Lastly, on a sampling basis, the inspectors independently reviewed and assessed the adequacy of other operating experience received at Columbia Generating Station to determine the adequacy of Energy Northwests assessment of other operating experience. No significant issues were identified during the inspectors independent review.
Preventive Maintenance Program Review No findings of significance were identified. The inspectors reviewed licensee documents and interviewed system engineers to assess the extent of cause associated with not having performed periodic service water pump inspections since initial installation. The evaluation and observations consisted of:
- A review of a database created by Energy Northwest which consisted of preventive maintenance (PM) tasks which was established as part of a preventive maintenance optimization effort. The PM optimization was initiated as a result of internal and external assessments of the stations maintenance program prior to the failure of SW-P-1A. The database contained items such as existing PMs that have been modified or enhanced, PMs that have historically been performed as part of corrective maintenance work orders, PMs with a change in periodicity, and new PMs. The PMs identified in the database were scheduled for implementation over a four year period. The inspectors did not identify any concerns with Energy Northwests prioritization and scheduling of the identified preventive maintenance tasks.
- A review of preventive maintenance schedules and inspection history on selected risk significant equipment including motor operated valves, switchgear and 4 kV breakers. No examples of inappropriately omitted preventive maintenance and inspection were identified.
- The inspectors interviewed six system engineers to assess the basis for preventive maintenance programs for other systems important to safety. The interviews focused on assessing the use of condition monitoring to detect degradation, use of vendor and operating experience, interfaces between system engineers and other site organizations responsible for the preventive maintenance program, significant performance trends and deficiencies, maintenance rule issues and backlog reduction issues. The inspectors noted that, in general, there had been no changes made to the preventive maintenance programs following the failure of SW-P-1A with the exception of adding time based inspections of large pumps. Many other risk significant systems (diesel generators, air compressors, etc.) had already relied on an inspection/replacement strategy for certain parts and components in addition to condition monitoring. The inspectors also noted that the preventive maintenance plans for the risk significant systems sampled were relatively mature and based heavily on vendor, users group and plant operating experience.

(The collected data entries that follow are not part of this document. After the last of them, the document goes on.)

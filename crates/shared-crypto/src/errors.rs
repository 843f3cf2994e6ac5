//! Crypto error types.

use thiserror::Error;

/// Cryptographic operation errors.
#[derive(Debug, Clone, Error, PartialEq, Eq)]
pub enum CryptoError {
    /// Input has the wrong length for a key or signature
    #[error("Invalid length: expected {expected}, got {actual}")]
    InvalidKeyLength {
        /// Expected length in bytes
        expected: usize,
        /// Actual length in bytes
        actual: usize,
    },

    /// Signature verification failed
    #[error("Signature verification failed")]
    SignatureVerificationFailed,

    /// Signature has a high S value
    #[error("Malleable signature (high S value)")]
    MalleableSignature,

    /// Invalid public key
    #[error("Invalid public key")]
    InvalidPublicKey,

    /// Invalid private key
    #[error("Invalid private key")]
    InvalidPrivateKey,

    /// Invalid signature
    #[error("Invalid signature")]
    InvalidSignature,
}
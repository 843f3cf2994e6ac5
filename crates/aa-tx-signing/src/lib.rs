//! # Transaction Signing
//!
//! Everything needed to turn a raw transaction into the exact bytes a signer
//! signed.
//!
//! ## Architecture
//!
//! - **Domain Layer** (`domain/`): wire entities, canonical codec, decoder
//!   and the sign-mode resolver
//! - **Handlers** (`handlers/`): one sign-bytes algorithm per supported mode
//!
//! ## Notes
//!
//! - Sign-bytes are derived from the bytes as received, never re-encoded
//! - Only single-signer mode descriptors resolve; composite ones are rejected
//! - Handlers exist for direct, textual and legacy JSON modes only

pub mod domain;
pub mod handlers;

// Re-export public API
pub use domain::codec::DEFAULT_MAX_TX_BYTES;
pub use domain::decoder::{build_raw_tx, encode_auth_info, encode_body, TxDecoder};
pub use domain::entities::{
    AuthInfo, Coin, CompactBitArray, Fee, ModeInfo, ModeInfoSum, MultiMode, RawTx, SignDoc,
    SignerData, SignerInfo, SingleMode, TxBody, TxData,
};
pub use domain::errors::SigningError;
pub use domain::sign_mode::{resolve, ParseSignModeError, SignMode};
pub use handlers::{HandlerMap, SignModeHandler};
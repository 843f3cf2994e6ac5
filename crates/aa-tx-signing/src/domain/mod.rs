//! Domain layer: wire entities, sign modes and the canonical codec.

pub mod codec;
pub mod decoder;
pub mod entities;
pub mod errors;
pub mod sign_mode;

pub use codec::DEFAULT_MAX_TX_BYTES;
pub use decoder::{build_raw_tx, encode_auth_info, encode_body, TxDecoder};
pub use entities::*;
pub use errors::SigningError;
pub use sign_mode::{resolve, ParseSignModeError, SignMode};
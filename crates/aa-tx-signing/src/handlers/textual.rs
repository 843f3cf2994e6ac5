//! Textual mode: a sequence of human-readable screens joined by newlines.
//!
//! Every field a signer should review gets its own `Label: value` screen.
//! The final expert screen hashes the raw bytes so nothing outside the
//! rendered screens can change without invalidating the signature.

use crate::domain::entities::{Coin, SignerData, TxData};
use crate::domain::errors::SigningError;
use shared_crypto::Sha256Hasher;

fn render_coins(coins: &[Coin]) -> String {
    if coins.is_empty() {
        return "none".to_string();
    }
    coins
        .iter()
        .map(|c| format!("{} {}", c.amount, c.denom))
        .collect::<Vec<_>>()
        .join(", ")
}

fn raw_bytes_hash(tx: &TxData) -> String {
    let mut hasher = Sha256Hasher::new();
    // Length prefix keeps the body/auth-info boundary unambiguous.
    hasher
        .update(&(tx.body_bytes.len() as u64).to_be_bytes())
        .update(&tx.body_bytes)
        .update(&tx.auth_info_bytes);
    hex::encode(hasher.finalize())
}

/// Render the screens for a transaction.
pub fn screens(data: &SignerData, tx: &TxData) -> Vec<String> {
    let mut out = vec![
        format!("Chain id: {}", data.chain_id),
        format!("Account number: {}", data.account_number),
        format!("Sequence: {}", data.sequence),
        format!("Address: {}", data.address),
        format!("Public key: {}", data.pub_key.type_url),
        format!("This transaction has {} Message(s)", tx.body.messages.len()),
    ];

    for (i, msg) in tx.body.messages.iter().enumerate() {
        out.push(format!("Message ({}/{}): {}", i + 1, tx.body.messages.len(), msg.type_url));
    }

    if !tx.body.memo.is_empty() {
        out.push(format!("Memo: {}", tx.body.memo));
    }

    if let Some(fee) = &tx.auth_info.fee {
        out.push(format!("Fees: {}", render_coins(&fee.amount)));
        if !fee.payer.is_empty() {
            out.push(format!("Fee payer: {}", fee.payer));
        }
        if !fee.granter.is_empty() {
            out.push(format!("Fee granter: {}", fee.granter));
        }
        out.push(format!("Gas limit: {}", fee.gas_limit));
    }

    if tx.body.timeout_height != 0 {
        out.push(format!("Timeout height: {}", tx.body.timeout_height));
    }

    out.push(format!("*Hash of raw bytes: {}", raw_bytes_hash(tx)));
    out
}

/// Sign-bytes for textual mode.
pub fn sign_bytes(data: &SignerData, tx: &TxData) -> Result<Vec<u8>, SigningError> {
    Ok(screens(data, tx).join("\n").into_bytes())
}
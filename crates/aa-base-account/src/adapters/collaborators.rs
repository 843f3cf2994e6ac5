//! In-process collaborators: header source, account registry and the
//! privileged-caller gate.

use crate::config::AccountConfig;
use crate::ports::outbound::{AccountRegistry, CallerAuthority, HeaderService};
use shared_types::{AccountAddress, CallerId, CollaboratorError, ExecutionContext};
use std::collections::HashMap;
use std::sync::atomic::{AtomicBool, Ordering};
use std::sync::RwLock;

fn poisoned(service: &'static str) -> CollaboratorError {
    CollaboratorError::Unavailable {
        service,
        reason: "lock poisoned".to_string(),
    }
}

/// Header source returning a fixed chain id; `None` means unreachable.
#[derive(Debug, Default)]
pub struct StaticHeaderService {
    chain_id: RwLock<Option<String>>,
}

impl StaticHeaderService {
    pub fn new(chain_id: impl Into<String>) -> Self {
        Self {
            chain_id: RwLock::new(Some(chain_id.into())),
        }
    }

    /// A header source that is never reachable.
    pub fn unavailable() -> Self {
        Self::default()
    }

    pub fn set_chain_id(&self, chain_id: Option<String>) {
        if let Ok(mut guard) = self.chain_id.write() {
            *guard = chain_id;
        }
    }
}

impl HeaderService for StaticHeaderService {
    fn get_chain_id(&self) -> Result<String, CollaboratorError> {
        let guard = self.chain_id.read().map_err(|_| poisoned("header"))?;
        guard.clone().ok_or(CollaboratorError::Unavailable {
            service: "header",
            reason: "no header information".to_string(),
        })
    }
}

/// Account registry backed by a map.
#[derive(Debug, Default)]
pub struct InMemoryAccountRegistry {
    numbers: RwLock<HashMap<AccountAddress, u64>>,
    offline: AtomicBool,
}

impl InMemoryAccountRegistry {
    pub fn new() -> Self {
        Self::default()
    }

    pub fn register(&self, address: AccountAddress, account_number: u64) {
        if let Ok(mut numbers) = self.numbers.write() {
            numbers.insert(address, account_number);
        }
    }

    /// Simulate the registry being unreachable.
    pub fn set_offline(&self, offline: bool) {
        self.offline.store(offline, Ordering::SeqCst);
    }
}

impl AccountRegistry for InMemoryAccountRegistry {
    fn get_account_number(
        &self,
        address: &AccountAddress,
    ) -> Result<Option<u64>, CollaboratorError> {
        if self.offline.load(Ordering::SeqCst) {
            return Err(CollaboratorError::Unavailable {
                service: "account registry",
                reason: "offline".to_string(),
            });
        }
        let numbers = self
            .numbers
            .read()
            .map_err(|_| poisoned("account registry"))?;
        Ok(numbers.get(address).copied())
    }
}

/// Allows exactly one module to drive privileged operations.
#[derive(Debug, Clone, PartialEq, Eq)]
pub struct ModuleCallerAuthority {
    module: String,
}

impl ModuleCallerAuthority {
    pub fn new(module: impl Into<String>) -> Self {
        Self {
            module: module.into(),
        }
    }

    pub fn from_config(config: &AccountConfig) -> Self {
        Self::new(config.privileged_module.clone())
    }
}

impl CallerAuthority for ModuleCallerAuthority {
    fn is_privileged_caller(&self, ctx: &ExecutionContext) -> bool {
        matches!(&ctx.sender, CallerId::Module(name) if *name == self.module)
    }
}
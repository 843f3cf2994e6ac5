//! # SHA-256 Hashing
//!
//! Digest used for sign-bytes fingerprints and ECDSA message hashing.

use sha2::{Digest, Sha256};

/// SHA-256 output (256-bit).
pub type Hash = [u8; 32];

/// Stateful SHA-256 hasher.
pub struct Sha256Hasher {
    inner: Sha256,
}

impl Sha256Hasher {
    /// Create new hasher.
    pub fn new() -> Self {
        Self {
            inner: Sha256::new(),
        }
    }

    /// Update with data.
    pub fn update(&mut self, data: &[u8]) -> &mut Self {
        self.inner.update(data);
        self
    }

    /// Finalize and return hash.
    pub fn finalize(self) -> Hash {
        self.inner.finalize().into()
    }
}

impl Default for Sha256Hasher {
    fn default() -> Self {
        Self::new()
    }
}

/// Hash data with SHA-256 (one-shot).
pub fn sha256(data: &[u8]) -> Hash {
    Sha256::digest(data).into()
}

/// Hash multiple inputs as one concatenated stream.
pub fn sha256_many(inputs: &[&[u8]]) -> Hash {
    let mut hasher = Sha256Hasher::new();
    for input in inputs {
        hasher.update(input);
    }
    hasher.finalize()
}
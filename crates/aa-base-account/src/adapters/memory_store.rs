//! In-memory account state.

use crate::ports::outbound::AccountStateStore;
use shared_crypto::Secp256k1PublicKey;
use shared_types::{AccountAddress, StoreError};
use std::collections::hash_map::Entry;
use std::collections::HashMap;
use std::sync::RwLock;

#[derive(Debug, Clone, Copy)]
struct AccountRecord {
    pub_key: Secp256k1PublicKey,
    sequence: u64,
}

/// In-memory implementation of [`AccountStateStore`].
///
/// A single write lock covers the read and the increment of a sequence, so
/// concurrent attempts always consume distinct values. Records exist only
/// for initialised accounts, so sequences are never consumed before `init`.
#[derive(Debug, Default)]
pub struct InMemoryAccountStore {
    accounts: RwLock<HashMap<AccountAddress, AccountRecord>>,
}

impl InMemoryAccountStore {
    pub fn new() -> Self {
        Self::default()
    }

    /// Insert an account with a key at an arbitrary sequence.
    pub fn seed(
        &self,
        account: AccountAddress,
        pub_key: Secp256k1PublicKey,
        sequence: u64,
    ) -> Result<(), StoreError> {
        let mut accounts = self
            .accounts
            .write()
            .map_err(|_| StoreError::LockPoisoned)?;
        accounts.insert(
            account,
            AccountRecord { pub_key, sequence },
        );
        Ok(())
    }
}

impl AccountStateStore for InMemoryAccountStore {
    fn initialize(
        &self,
        account: &AccountAddress,
        pub_key: Secp256k1PublicKey,
    ) -> Result<(), StoreError> {
        let mut accounts = self
            .accounts
            .write()
            .map_err(|_| StoreError::LockPoisoned)?;
        match accounts.entry(*account) {
            Entry::Occupied(_) => Err(StoreError::AlreadyExists(account.to_string())),
            Entry::Vacant(slot) => {
                slot.insert(AccountRecord {
                    pub_key,
                    sequence: 0,
                });
                Ok(())
            }
        }
    }

    fn fetch_and_increment_sequence(&self, account: &AccountAddress) -> Result<u64, StoreError> {
        let mut accounts = self
            .accounts
            .write()
            .map_err(|_| StoreError::LockPoisoned)?;
        let record = accounts
            .get_mut(account)
            .ok_or_else(|| StoreError::NotFound(account.to_string()))?;
        let current = record.sequence;
        record.sequence = current
            .checked_add(1)
            .ok_or_else(|| StoreError::SequenceOverflow(account.to_string()))?;
        Ok(current)
    }

    fn current_sequence(&self, account: &AccountAddress) -> Result<u64, StoreError> {
        let accounts = self
            .accounts
            .read()
            .map_err(|_| StoreError::LockPoisoned)?;
        Ok(accounts.get(account).map_or(0, |r| r.sequence))
    }

    fn public_key(
        &self,
        account: &AccountAddress,
    ) -> Result<Option<Secp256k1PublicKey>, StoreError> {
        let accounts = self
            .accounts
            .read()
            .map_err(|_| StoreError::LockPoisoned)?;
        Ok(accounts.get(account).map(|r| r.pub_key))
    }

    fn set_public_key(
        &self,
        account: &AccountAddress,
        pub_key: Secp256k1PublicKey,
    ) -> Result<(), StoreError> {
        let mut accounts = self
            .accounts
            .write()
            .map_err(|_| StoreError::LockPoisoned)?;
        let record = accounts
            .get_mut(account)
            .ok_or_else(|| StoreError::NotFound(account.to_string()))?;
        record.pub_key = pub_key;
        Ok(())
    }
}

The inspectors noted that the system engineer was the focal point of the preventive maintenance program and interfaced with several other individuals and groups (vibration,
oil analysis, IST). The inspectors observed that several of the system engineers were new in their roles following a recent reorganization.
Failure to Promptly Identify Degradation of SW-P-1A and SW-P-1B
Introduction:
A self-revealing Green NCV of 10 CFR Part 50, Appendix B, Criterion XVI, Corrective Actions, associated with Energy Northwests failure to promptly identify degraded shaft coupling components in SW-P-1A and SW-P-1B was identified. A problem identification and resolution crosscutting aspect was identified with the finding due to Energy Northwests failure to implement previously identified actions to inspect SW-P-1A and SW-P-1B in response to external operating experience (NRC Information Notice 93-68) which if implemented would have identified the onset of degradation prior to the failure of SW-P-1A.
Description:
On June 14, 2005, following a start of the SW-P-1A, control room operators noted that service water flow to the Division 1 residual heat removal heat exchanger was out of specification. A subsequent surveillance test on SW-P-1A determined that pump performance had degraded and was operating at the intersection of the alert and action ranges of its performance curve. Energy Northwest declared SW-P-1A inoperable.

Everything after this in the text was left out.